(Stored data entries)
•••

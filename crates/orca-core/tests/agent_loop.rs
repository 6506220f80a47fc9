//! End-to-end behavior of the history, dispatcher and agent loop against a
//! scripted model client (no network).

use std::sync::{Arc, Mutex};
use std::time::Duration;

use async_trait::async_trait;
use serde_json::{json, Value as JsonValue};

use orca_core::agents::{AgentFactory, ParallelAgentTool, StopReason};
use orca_core::history::{estimate_tokens, MessageHistory, TRUNCATION_NOTICE};
use orca_core::llm::{MessagesRequest, MessagesResponse, ToolCall};
use orca_core::tool::{ExecutionMode, MetricsRegistry, ToolDispatcher};
use orca_core::{
    Agent, ContentBlock, Error, ModelClient, ModelConfig, Result, Role, Tool, ToolContext,
    ToolRegistry, ToolResult, Usage,
};

type Responder = dyn Fn(&MessagesRequest) -> Result<MessagesResponse> + Send + Sync;

/// Model client answering with a closure and recording every request
struct ScriptedClient {
    respond: Box<Responder>,
    requests: Mutex<Vec<MessagesRequest>>,
}

impl ScriptedClient {
    fn new(
        respond: impl Fn(&MessagesRequest) -> Result<MessagesResponse> + Send + Sync + 'static,
    ) -> Arc<Self> {
        Arc::new(Self {
            respond: Box::new(respond),
            requests: Mutex::new(Vec::new()),
        })
    }

    fn requests(&self) -> Vec<MessagesRequest> {
        self.requests.lock().unwrap().clone()
    }
}

#[async_trait]
impl ModelClient for ScriptedClient {
    async fn create_message(&self, request: MessagesRequest) -> Result<MessagesResponse> {
        let response = (self.respond)(&request);
        self.requests.lock().unwrap().push(request);
        response
    }
}

fn response(content: Vec<ContentBlock>, input: u64, output: u64) -> MessagesResponse {
    MessagesResponse {
        id: "msg_scripted".to_string(),
        model: "scripted".to_string(),
        content,
        stop_reason: None,
        usage: Usage {
            input_tokens: input,
            output_tokens: output,
            ..Default::default()
        },
    }
}

fn tool_use(id: &str, name: &str, input: JsonValue) -> ContentBlock {
    ContentBlock::ToolUse {
        id: id.to_string(),
        name: name.to_string(),
        input,
    }
}

fn call(id: &str, name: &str, input: JsonValue) -> ToolCall {
    ToolCall {
        id: id.to_string(),
        name: name.to_string(),
        input,
    }
}

/// Sleeps for `ms` then answers with `value`; fails when `fail` is set
struct Sleeper;

#[async_trait]
impl Tool for Sleeper {
    fn name(&self) -> &str {
        "sleeper"
    }

    fn description(&self) -> &str {
        "Sleep, then echo a value"
    }

    fn input_schema(&self) -> JsonValue {
        json!({"type": "object", "properties": {"ms": {"type": "integer"}, "value": {"type": "string"}}})
    }

    async fn execute(&self, input: JsonValue, _ctx: &ToolContext) -> Result<ToolResult> {
        tokio::time::sleep(Duration::from_millis(input["ms"].as_u64().unwrap_or(0))).await;
        if input["fail"].as_bool().unwrap_or(false) {
            return Err(Error::ToolExecution("sleeper failed".to_string()));
        }
        Ok(ToolResult::success(input["value"].as_str().unwrap_or_default()))
    }
}

fn sleeper_registry() -> ToolRegistry {
    ToolRegistry::from_tools([Arc::new(Sleeper) as Arc<dyn Tool>]).unwrap()
}

/// Deterministic pseudo-random sequence
struct XorShift(u64);

impl XorShift {
    fn next(&mut self) -> u64 {
        self.0 ^= self.0 << 13;
        self.0 ^= self.0 >> 7;
        self.0 ^= self.0 << 17;
        self.0
    }

    fn below(&mut self, n: u64) -> u64 {
        self.next() % n
    }
}

#[test]
fn single_user_turn_formats_as_one_message() {
    let mut history = MessageHistory::new("system", 1000, false);
    history.append(Role::User, "hi", None);

    let formatted = history.format_for_api();
    assert_eq!(formatted.len(), 1);
    assert_eq!(
        serde_json::to_value(&formatted[0]).unwrap(),
        json!({"role": "user", "content": [{"type": "text", "text": "hi"}]})
    );
}

#[test]
fn formatted_tool_calls_are_always_answered() {
    let mut rng = XorShift(0x9e37_79b9_7f4a_7c15);

    for _ in 0..200 {
        let mut history = MessageHistory::new("", 10_000, rng.below(2) == 0);
        let mut next_id = 0;
        for _ in 0..rng.below(12) {
            match rng.below(4) {
                0 => history.append(Role::User, "question", None),
                1 => {
                    let calls: Vec<ContentBlock> = (0..=rng.below(3))
                        .map(|_| {
                            next_id += 1;
                            tool_use(&format!("t{}", next_id), "x", json!({}))
                        })
                        .collect();
                    history.append(Role::Assistant, calls, None);
                }
                2 => {
                    // answer a random, possibly unknown, id
                    let id = format!("t{}", rng.below(next_id + 2));
                    history.append(Role::User, vec![ContentBlock::tool_result(id, "r", false)], None);
                }
                _ => history.append(Role::Assistant, "answer", None),
            }
        }

        let formatted = history.format_for_api();
        for (i, message) in formatted.iter().enumerate() {
            let call_ids: Vec<String> = message
                .content
                .iter()
                .filter_map(|c| match &c.block {
                    ContentBlock::ToolUse { id, .. } => Some(id.clone()),
                    _ => None,
                })
                .collect();
            if call_ids.is_empty() {
                continue;
            }
            assert_eq!(message.role, Role::Assistant);
            let next = formatted.get(i + 1).expect("tool calls must be followed by results");
            for id in call_ids {
                assert!(
                    next.content.iter().any(|c| matches!(
                        &c.block,
                        ContentBlock::ToolResult { tool_use_id, .. } if *tool_use_id == id
                    )),
                    "call {} has no result",
                    id
                );
            }
        }
    }
}

#[test]
fn truncation_respects_budget_or_keeps_one_pair() {
    let mut rng = XorShift(42);

    for _ in 0..100 {
        let budget = 100 + rng.below(400);
        let mut history = MessageHistory::new("", budget, false);
        let mut reported = 0;
        for _ in 0..=rng.below(15) {
            history.append(Role::User, "question", None);
            reported += 10 + rng.below(150);
            let usage = Usage {
                input_tokens: reported,
                output_tokens: 1 + rng.below(80),
                ..Default::default()
            };
            history.append(Role::Assistant, "answer", Some(&usage));
            reported += usage.output_tokens;
        }

        let before = history.len();
        let removed = history.truncate();

        assert!(history.total_tokens() <= budget || history.turn_costs().is_empty());
        assert_eq!(removed % 2, 0);
        assert_eq!(history.len(), before - removed);
        if removed > 0 && !history.is_empty() && !history.turn_costs().is_empty() {
            assert_eq!(history.messages()[0].text_content(), TRUNCATION_NOTICE);
        }
    }
}

#[test]
fn truncation_removes_oldest_pairs_first() {
    let mut history = MessageHistory::new("", 150, false);
    let mut reported = 0;
    for i in 0..6 {
        history.append(Role::User, format!("question {}", i), None);
        reported += 40;
        let usage = Usage {
            input_tokens: reported,
            output_tokens: 10,
            ..Default::default()
        };
        history.append(Role::Assistant, format!("answer {}", i), Some(&usage));
        reported += 10;
    }

    history.truncate();

    let texts: Vec<String> = history.messages().iter().map(|m| m.text_content()).collect();
    assert_eq!(texts.first().map(String::as_str), Some(TRUNCATION_NOTICE));
    assert_eq!(texts.last().map(String::as_str), Some("answer 5"));
    // the survivors are the newest answers, still in order
    let answers: Vec<&String> = texts.iter().filter(|t| t.starts_with("answer")).collect();
    let expected: Vec<String> = (6 - answers.len()..6).map(|i| format!("answer {}", i)).collect();
    assert_eq!(answers, expected.iter().collect::<Vec<_>>());
}

#[tokio::test]
async fn dispatch_preserves_request_order() {
    let registry = sleeper_registry();
    let calls: Vec<ToolCall> = [40u64, 5, 25, 0, 15]
        .iter()
        .enumerate()
        .map(|(i, ms)| call(&format!("c{}", i), "sleeper", json!({"ms": ms, "value": format!("v{}", i)})))
        .collect();

    for mode in [ExecutionMode::Parallel, ExecutionMode::Sequential] {
        let results = ToolDispatcher::new(&registry)
            .mode(mode)
            .dispatch(&calls, &ToolContext::new())
            .await;

        assert_eq!(results.len(), calls.len());
        for (i, result) in results.iter().enumerate() {
            assert_eq!(result.tool_use_id, format!("c{}", i));
            assert_eq!(result.content, format!("v{}", i));
        }
    }
}

#[tokio::test]
async fn one_failing_call_is_isolated() {
    let registry = sleeper_registry();
    let calls = vec![
        call("a", "sleeper", json!({"ms": 5, "value": "a"})),
        call("b", "sleeper", json!({"ms": 1, "fail": true})),
        call("c", "sleeper", json!({"ms": 3, "value": "c"})),
        call("d", "sleeper", json!({"value": "d"})),
    ];

    let results = ToolDispatcher::new(&registry).dispatch(&calls, &ToolContext::new()).await;

    assert_eq!(results.len(), 4);
    assert_eq!(results.iter().filter(|r| r.is_error).count(), 1);
    assert!(results[1].is_error);
    assert!(results[1].content.contains("sleeper failed"));
}

#[tokio::test]
async fn unknown_tool_becomes_error_result() {
    let registry = sleeper_registry();
    let results = ToolDispatcher::new(&registry)
        .dispatch(&[call("x", "frobnicate", json!({}))], &ToolContext::new())
        .await;

    assert_eq!(results.len(), 1);
    assert!(results[0].is_error);
    assert!(results[0].content.contains("frobnicate"));
}

#[tokio::test]
async fn metrics_count_every_invocation() {
    let registry = sleeper_registry();
    let metrics = MetricsRegistry::new();
    let ctx = ToolContext::new();
    let mut expected = 0;

    for (batch, mode) in [ExecutionMode::Parallel, ExecutionMode::Sequential, ExecutionMode::Parallel]
        .into_iter()
        .enumerate()
    {
        let calls: Vec<ToolCall> = (0..=batch)
            .map(|i| call(&format!("{}-{}", batch, i), "sleeper", json!({"value": "v", "fail": i == 1})))
            .collect();
        ToolDispatcher::new(&registry)
            .with_metrics(&metrics)
            .mode(mode)
            .dispatch(&calls, &ctx)
            .await;

        expected += calls.len() as u64;
        let snapshot = metrics.get("sleeper").unwrap();
        assert_eq!(snapshot.call_count, expected);
        assert_eq!(snapshot.call_count, snapshot.success_count + snapshot.failure_count);
    }
}

#[tokio::test]
async fn round_budget_stops_before_extra_batch() {
    let client = ScriptedClient::new(|request| {
        let round = request.messages.len() / 2 + 1;
        Ok(response(
            vec![tool_use(&format!("call{}", round), "sleeper", json!({"value": "again"}))],
            10,
            5,
        ))
    });
    let mut agent = Agent::builder("looper", client.clone())
        .tools(sleeper_registry())
        .max_rounds(Some(3))
        .build();

    let result = agent.run("keep going").await.unwrap();

    assert_eq!(result.stop_reason, StopReason::MaxRounds);
    assert_eq!(result.rounds, 4);
    assert!(result.text().contains("maximum number of rounds (3)"));
    assert_eq!(client.requests().len(), 4);
    assert_eq!(agent.tool_metrics().get("sleeper").unwrap().call_count, 3);
}

#[tokio::test]
async fn provider_error_reaches_caller() {
    let client = ScriptedClient::new(|_| Err(Error::Provider("overloaded".to_string())));
    let mut agent = Agent::builder("fragile", client).build();

    let err = agent.run("hello").await.unwrap_err();
    assert!(matches!(err, Error::Provider(_)));
}

#[tokio::test]
async fn saved_conversation_resumes_in_new_agent() {
    let dir = tempfile::TempDir::new().unwrap();
    let path = dir.path().join("sessions").join("chat.json");
    let client = ScriptedClient::new(|_| Ok(response(vec![ContentBlock::text("noted")], 40, 10)));

    let mut first = Agent::builder("first", client.clone())
        .system_prompt("Remember things.")
        .build();
    first.run("my name is Ada").await.unwrap();
    first.save(&path).await.unwrap();

    let mut second = Agent::builder("second", client.clone()).build();
    second.load(&path).await.unwrap();
    assert_eq!(second.system_prompt(), "Remember things.");
    assert_eq!(second.history().messages(), first.history().messages());
    assert_eq!(second.history().total_tokens(), first.history().total_tokens());

    second.run("what is my name?").await.unwrap();
    let resumed = client.requests().pop().unwrap();
    assert_eq!(resumed.messages.len(), 3);
    assert_eq!(resumed.messages[0].content[0].block, ContentBlock::text("my name is Ada"));
}

#[tokio::test]
async fn long_conversation_is_truncated() {
    let client = ScriptedClient::new(|request| {
        // report the size of what was sent, the way the provider does
        let sent: u64 = estimate_tokens(request.system.as_deref().unwrap_or_default())
            + request
                .messages
                .iter()
                .map(|m| estimate_tokens(&serde_json::to_string(m).unwrap()))
                .sum::<u64>();
        Ok(response(vec![ContentBlock::text("x".repeat(200))], sent, 50))
    });
    let model = ModelConfig {
        context_window_tokens: 200,
        ..Default::default()
    };
    let mut agent = Agent::builder("chatty", client.clone())
        .model_config(model)
        .enable_caching(false)
        .build();

    for i in 0..10 {
        agent.run(format!("question {}", i)).await.unwrap();
    }

    let requests = client.requests();
    let last = requests.last().unwrap();
    assert!(last.messages.len() < 20);
    assert_eq!(last.messages[0].content[0].block, ContentBlock::text(TRUNCATION_NOTICE));
}

#[tokio::test]
async fn fan_out_reports_success_and_failure() {
    let client = ScriptedClient::new(|request| {
        let system = request.system.as_deref().unwrap_or_default();
        if system.contains("<task>B</task>") {
            Err(Error::Provider("B exploded".to_string()))
        } else {
            Ok(response(vec![ContentBlock::text("A findings")], 10, 5))
        }
    });
    let factory = AgentFactory::new(client, ModelConfig::default());
    let tool = ParallelAgentTool::new(factory, &ToolRegistry::new());

    let result = tool
        .execute(
            json!({"agents": [{"task": "A", "name": "alpha"}, {"task": "B", "name": "beta"}]}),
            &ToolContext::new(),
        )
        .await
        .unwrap();

    assert!(!result.is_error);
    let alpha = result.output.find("=== alpha ===").unwrap();
    let beta = result.output.find("=== Error in beta ===").unwrap();
    assert!(alpha < beta);
    assert!(result.output.contains("A findings"));
    assert!(result.output.contains("B exploded"));
}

•••

Looking at the entries above, how many lines contain the word "JsonValue"? Answer with the number alone.

5